TODAY.AZ / Politics

Khojaly Massacre in spotlight of The Washington Times

09 April 2012 [08:27] - TODAY.AZ
The Washington Times has published an article entitled “Khojaly Massacre still haunts Azerbaijan”. The author says during the 1988-1994 war in Nagorno-Karabakh area of Azerbaijan, Armenian and former USSR troops slaughtered hundreds of ethnic Azerbaijani men, women and children in the town of Khojaly.

This year marks the 20th anniversary of the tragedy, its exact date in February commemorated with public tributes and marches in which the country`s powerful elite stand side-by-side with the opposition.

The story of the massacre is taught to schoolchildren the way that tales of the American Revolution are taught to American students.

“I don`t think there has been a day in the last 20 years when I have failed to recall the butchered and tortured corpses left behind in Khojaly,” says 50-year-old Aloysat Gasimov, who was one of the first Azeri officials to arrive in the area after the Armenian and USSR soldiers withdrew.

The rugged face of Mr. Gasimov, the head of a cultural center near the site of the 1992 massacre, is familiar to most Azerbaijanis because he appears in many of the first photos documenting the tragedy.

The articles says Armenian troops gunned down hundreds of civilians over two days as they tried to evacuate Khojaly during the height of the Nagorno-Karabakh conflict. “For me, it is like a nightmare that has lasted 20 years,” Mr. Gasimov says. “The pain has never completely left me.”

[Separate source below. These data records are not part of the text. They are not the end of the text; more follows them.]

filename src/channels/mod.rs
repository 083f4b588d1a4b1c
//! Channel abstraction for message I/O.

pub mod channel;
pub mod cli;
pub mod manager;
pub mod telegram;

pub use channel::*;
pub use cli::CliChannel;
pub use manager::ChannelManager;
pub use telegram::TelegramChannel;
use {crate::thread_token::thread_token, std::thread};

#[test]
fn token() {
    assert_ne!(thread_token(), 0);
    assert_eq!(thread_token(), thread_token());
    let other = thread::spawn(thread_token).join().unwrap();
    assert_ne!(thread_token(), other);
}
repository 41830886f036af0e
use {
    super::ExclusiveOnly,
    crate::{
        auth::{Authorization, ExclusiveTracking, MultiReadOneWrite},
        lock::{Mode, RawLock},
    },
    std::{
        thread,
        time::{Duration, Instant},
    },
};

fn wait_until(what: &str, predicate: impl Fn() -> bool) {
    let start = Instant::now();
    while !predicate() {
        assert!(start.elapsed() < Duration::from_secs(5), "timed out: {what}");
        thread::yield_now();
    }
}

#[test]
fn one_holder_at_a_time() {
    let lock = ExclusiveOnly::new();
    assert_eq!(lock.acquire(None, Mode::Write, true, false), Some(0));
    assert_eq!(lock.acquire(None, Mode::Write, false, false), None);
    // Shared requests are exclusive requests here.
    assert_eq!(lock.acquire(None, Mode::Read, false, false), None);
    assert_eq!(lock.release(None, Mode::Write, false), Some(0));
    assert_eq!(lock.acquire(None, Mode::Read, true, false), Some(0));
    assert_eq!(lock.release(None, Mode::Read, false), Some(0));
}

#[test]
fn reads_register_as_writes() {
    let lock = ExclusiveOnly::new();
    let auth = Authorization::new(ExclusiveTracking::default());
    assert_eq!(lock.acquire(Some(&auth), Mode::Read, true, false), Some(0));
    assert_eq!(auth.writing_count(), 1);
    assert_eq!(auth.reading_count(), 0);
    assert_eq!(lock.release(Some(&auth), Mode::Read, false), Some(0));
    assert_eq!(auth.writing_count(), 0);
}

#[test]
fn contention_blocks_until_release() {
    let lock = ExclusiveOnly::new();
    assert_eq!(lock.acquire(None, Mode::Write, true, false), Some(0));
    thread::scope(|scope| {
        scope.spawn(|| {
            assert_eq!(lock.acquire(None, Mode::Write, true, false), Some(0));
            assert_eq!(lock.release(None, Mode::Write, false), Some(0));
        });
        wait_until("writer queued", || lock.state.lock().writers_waiting > 0);
        assert_eq!(lock.release(None, Mode::Write, false), Some(0));
    });
    assert_eq!(lock.acquire(None, Mode::Write, false, false), Some(0));
    assert_eq!(lock.release(None, Mode::Write, false), Some(0));
}

#[test]
fn queued_writer_reports_a_lock_out() {
    let lock = ExclusiveOnly::new();
    assert_eq!(lock.acquire(None, Mode::Write, true, false), Some(0));
    thread::scope(|scope| {
        scope.spawn(|| {
            assert_eq!(lock.acquire(None, Mode::Write, true, false), Some(0));
            assert_eq!(lock.release(None, Mode::Write, false), Some(0));
        });
        wait_until("writer queued", || lock.state.lock().writers_waiting > 0);
        scope.spawn(|| {
            // A multi-read-one-write authorization that holds anything is
            // refused while another writer waits here.
            let auth = Authorization::new(MultiReadOneWrite::default());
            let side = crate::lock::SharedExclusive::new();
            assert_eq!(side.acquire(Some(&auth), Mode::Read, true, false), Some(1));
            assert_eq!(lock.acquire(Some(&auth), Mode::Write, true, false), None);
            assert_eq!(side.release(Some(&auth), Mode::Read, false), Some(0));
        });
        thread::sleep(Duration::from_millis(5));
        assert_eq!(lock.release(None, Mode::Write, false), Some(0));
    });
}

#[test]
fn rollback_on_nonblocking_denial() {
    let lock = ExclusiveOnly::new();
    assert_eq!(lock.acquire(None, Mode::Write, true, false), Some(0));
    thread::scope(|scope| {
        scope.spawn(|| {
            let auth = Authorization::new(ExclusiveTracking::default());
            assert_eq!(lock.acquire(Some(&auth), Mode::Write, false, false), None);
            assert_eq!(auth.writing_count(), 0);
        });
    });
    assert_eq!(lock.release(None, Mode::Write, false), Some(0));
}
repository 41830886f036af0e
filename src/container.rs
use {
    crate::{
        auth::Authorization,
        cell::ValueCell,
        lock::{MatchedPolicy, Mode, Order, RawLock, SharedExclusive},
        meta::MetaLock,
        proxy::{Grant, ReadProxy, WriteProxy},
    },
    static_assertions::assert_impl_all,
    std::fmt::{Debug, Formatter},
};


/// A value coupled to a lock, accessible only through proxy handles.
///
/// The container owns one value and one lock of kind `L`. Every access path
/// returns a proxy that acquired the lock on the way in and releases it when
/// its last copy is dropped, so the lock can never be forgotten. A denied
/// acquisition (the lock was contended and the call was non-blocking, the
/// authorization refused, or the lock kind cannot grant the request at all)
/// surfaces as `None` and nothing else; the acquisition path neither panics
/// nor allocates an error.
///
/// Three families of accessors:
///
/// - [`get_read`](Self::get_read) / [`get_write`](Self::get_write): plain
///   locking, no deadlock prevention.
/// - [`get_read_auth`](Self::get_read_auth) /
///   [`get_write_auth`](Self::get_write_auth): the [`Authorization`] vets
///   every acquisition against what the thread already holds.
/// - [`get_read_multi`](Self::get_read_multi) /
///   [`get_write_multi`](Self::get_write_multi): additionally route through
///   a [`MetaLock`] so that multi-lock sequences can be admitted globally.
///
/// Each accessor has a `try_` variant that refuses instead of waiting.
///
/// # Example
///
/// ```
/// use {custody::Protected, std::thread};
///
/// let counter: Protected<u64> = Protected::new(0u64);
/// thread::scope(|scope| {
///     for _ in 0..4 {
///         scope.spawn(|| {
///             for _ in 0..1000 {
///                 let proxy = counter.get_write().unwrap();
///                 *proxy.write() += 1;
///             }
///         });
///     }
/// });
/// assert_eq!(counter.into_inner(), 4000);
/// ```
pub struct Protected<T, L = SharedExclusive> {
    lock: L,
    cell: ValueCell<T>,
}

// SAFETY: - The lock kinds guarantee that an exclusive grant excludes every
//           other grant, so mutable access is handed to one thread at a time;
//           that requires T: Send.
//         - Shared grants hand &T to several threads at once; that requires
//           T: Sync.
//         - The borrow ledger in the cell keeps the writer-reads overlap
//           (one thread holding both kinds of proxy) from aliasing.
unsafe impl<T, L> Sync for Protected<T, L>
where
    T: Send + Sync,
    L: Sync,
{
}

assert_impl_all!(Protected<u8>: Send, Sync);

impl<T, L> Protected<T, L>
where
    L: RawLock + Default,
{
    /// Creates a container with a default-constructed lock.
    pub fn new(value: T) -> Self {
        Self::with_lock(value, L::default())
    }
}

impl<T, L> Protected<T, L>
where
    L: RawLock,
{
    /// Creates a container around a configured lock, e.g. an
    /// [`Ordered`](crate::lock::Ordered) one.
    ///
    /// # Example
    ///
    /// ```
    /// use custody::{lock::{Ordered, ExclusiveOnly}, Protected};
    ///
    /// let value = Protected::with_lock(5, Ordered::new(ExclusiveOnly::new(), 3));
    /// assert_eq!(value.order(), 3);
    /// ```
    pub fn with_lock(value: T, lock: L) -> Self {
        Self {
            lock,
            cell: ValueCell::new(value),
        }
    }

    /// Waits for a writable proxy. No deadlock prevention.
    pub fn get_write(&self) -> Option<WriteProxy<'_, T>> {
        self.write_proxy(None, None, true)
    }

    /// A writable proxy if the lock can be granted right now.
    pub fn try_get_write(&self) -> Option<WriteProxy<'_, T>> {
        self.write_proxy(None, None, false)
    }

    /// Waits for a read-only proxy. No deadlock prevention.
    pub fn get_read(&self) -> Option<ReadProxy<'_, T>> {
        self.read_proxy(None, None, true)
    }

    /// A read-only proxy if the lock can be granted right now.
    pub fn try_get_read(&self) -> Option<ReadProxy<'_, T>> {
        self.read_proxy(None, None, false)
    }

    /// Waits for a writable proxy, with deadlock prevention.
    ///
    /// The acquisition is registered with `auth` and released when the last
    /// proxy copy drops; `None` means the authorization (or the lock) turned
    /// the request down, and the right response is to release everything and
    /// retry.
    pub fn get_write_auth(&self, auth: &Authorization) -> Option<WriteProxy<'_, T>> {
        self.write_proxy(None, Some(auth), true)
    }

    /// Non-blocking [`get_write_auth`](Self::get_write_auth).
    pub fn try_get_write_auth(&self, auth: &Authorization) -> Option<WriteProxy<'_, T>> {
        self.write_proxy(None, Some(auth), false)
    }

    /// Waits for a read-only proxy, with deadlock prevention.
    pub fn get_read_auth(&self, auth: &Authorization) -> Option<ReadProxy<'_, T>> {
        self.read_proxy(None, Some(auth), true)
    }

    /// Non-blocking [`get_read_auth`](Self::get_read_auth).
    pub fn try_get_read_auth(&self, auth: &Authorization) -> Option<ReadProxy<'_, T>> {
        self.read_proxy(None, Some(auth), false)
    }

    /// Waits for a writable proxy, with deadlock prevention and meta-lock
    /// admission control.
    ///
    /// The meta-lock is entered shared before the container lock is taken
    /// and left after it is released, so a thread holding the meta-lock
    /// exclusively has undisturbed access to every container routed through
    /// it. All code sharing the containers must use the same meta-lock for
    /// that guarantee to mean anything.
    pub fn get_write_multi<'a>(
        &'a self,
        meta: &'a MetaLock,
        auth: &Authorization,
    ) -> Option<WriteProxy<'a, T>> {
        self.write_proxy(Some(meta), Some(auth), true)
    }

    /// Non-blocking [`get_write_multi`](Self::get_write_multi).
    pub fn try_get_write_multi<'a>(
        &'a self,
        meta: &'a MetaLock,
        auth: &Authorization,
    ) -> Option<WriteProxy<'a, T>> {
        self.write_proxy(Some(meta), Some(auth), false)
    }

    /// Waits for a read-only proxy, with deadlock prevention and meta-lock
    /// admission control.
    pub fn get_read_multi<'a>(
        &'a self,
        meta: &'a MetaLock,
        auth: &Authorization,
    ) -> Option<ReadProxy<'a, T>> {
        self.read_proxy(Some(meta), Some(auth), true)
    }

    /// Non-blocking [`get_read_multi`](Self::get_read_multi).
    pub fn try_get_read_multi<'a>(
        &'a self,
        meta: &'a MetaLock,
        auth: &Authorization,
    ) -> Option<ReadProxy<'a, T>> {
        self.read_proxy(Some(meta), Some(auth), false)
    }

    /// The lock's configured order; 0 unless the lock is
    /// [`Ordered`](crate::lock::Ordered).
    pub fn order(&self) -> Order {
        self.lock.order()
    }

    /// Unwraps the value, consuming the container.
    pub fn into_inner(self) -> T {
        self.cell.into_inner()
    }

    /// Direct access to the value; no locking needed since the borrow is
    /// exclusive by construction.
    pub fn get_mut(&mut self) -> &mut T {
        self.cell.get_mut()
    }

    fn write_proxy<'a>(
        &'a self,
        meta: Option<&'a MetaLock>,
        auth: Option<&Authorization>,
        blocking: bool,
    ) -> Option<WriteProxy<'a, T>> {
        let meta = meta.map(MetaLock::lock);
        Grant::acquire(&self.cell, &self.lock, meta, auth, Mode::Write, blocking)
            .map(WriteProxy::new)
    }

    fn read_proxy<'a>(
        &'a self,
        meta: Option<&'a MetaLock>,
        auth: Option<&Authorization>,
        blocking: bool,
    ) -> Option<ReadProxy<'a, T>> {
        let meta = meta.map(MetaLock::lock);
        Grant::acquire(&self.cell, &self.lock, meta, auth, Mode::Read, blocking)
            .map(ReadProxy::new)
    }
}

impl<T, L> Protected<T, L>
where
    L: MatchedPolicy,
{
    /// A fresh authorization driven by the policy matched to this
    /// container's lock kind.
    ///
    /// One authorization serves its thread for containers of every lock
    /// kind; creating it from the most common kind in use is a good default.
    pub fn new_authorization(&self) -> Authorization {
        Authorization::new(L::Policy::default())
    }
}

impl<T, L> Debug for Protected<T, L>
where
    T: Debug,
    L: RawLock,
{
    fn fmt(&self, f: &mut Formatter<'_>) -> std::fmt::Result {
        let mut s = f.debug_struct("Protected");
        match self.try_get_read() {
            Some(proxy) => {
                let value = proxy.read();
                s.field("value", &&*value);
            }
            None => {
                s.field("value", &format_args!("<locked>"));
            }
        }
        s.finish_non_exhaustive()
    }
}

Figura Rustamova, a 42-year-old school director, gesturing around her small, plywood-framed home where the centerpiece is a large photograph of her older brother, who was killed in Khojaly while trying to help older residents escape. “I want to go back to Khojaly. When I die, I want to be buried next to my brother and my parents.”

“It will be worth it if we can return to our land,” says Akbar Hasanov, another resident.
For its part, the government says it is working on the issue, and not without success.

Azerbaijan is home to one of the fastest growing economies in the world. Its GDP has tripled in the last eight years, and it`s public debt is barely 6 percent of GDP. In per capita terms, it is the richest country in the region.

“For me, the top priority must be recovering our homeland,” says Rafael Ismailov, a retired truck driver injured during the attack 20 years ago. Due to shrapnel he took in his ankle during the onslaught and infections that followed, one of Mr. Ismailov`s feet has withered into a twisted stump that requires him to hop on his good leg to get around his small home.
“I am against war, but if it takes force to get our land back and they can find a truck I can drive with my ruined foot, then they can strap me in and I will help lead the charge.”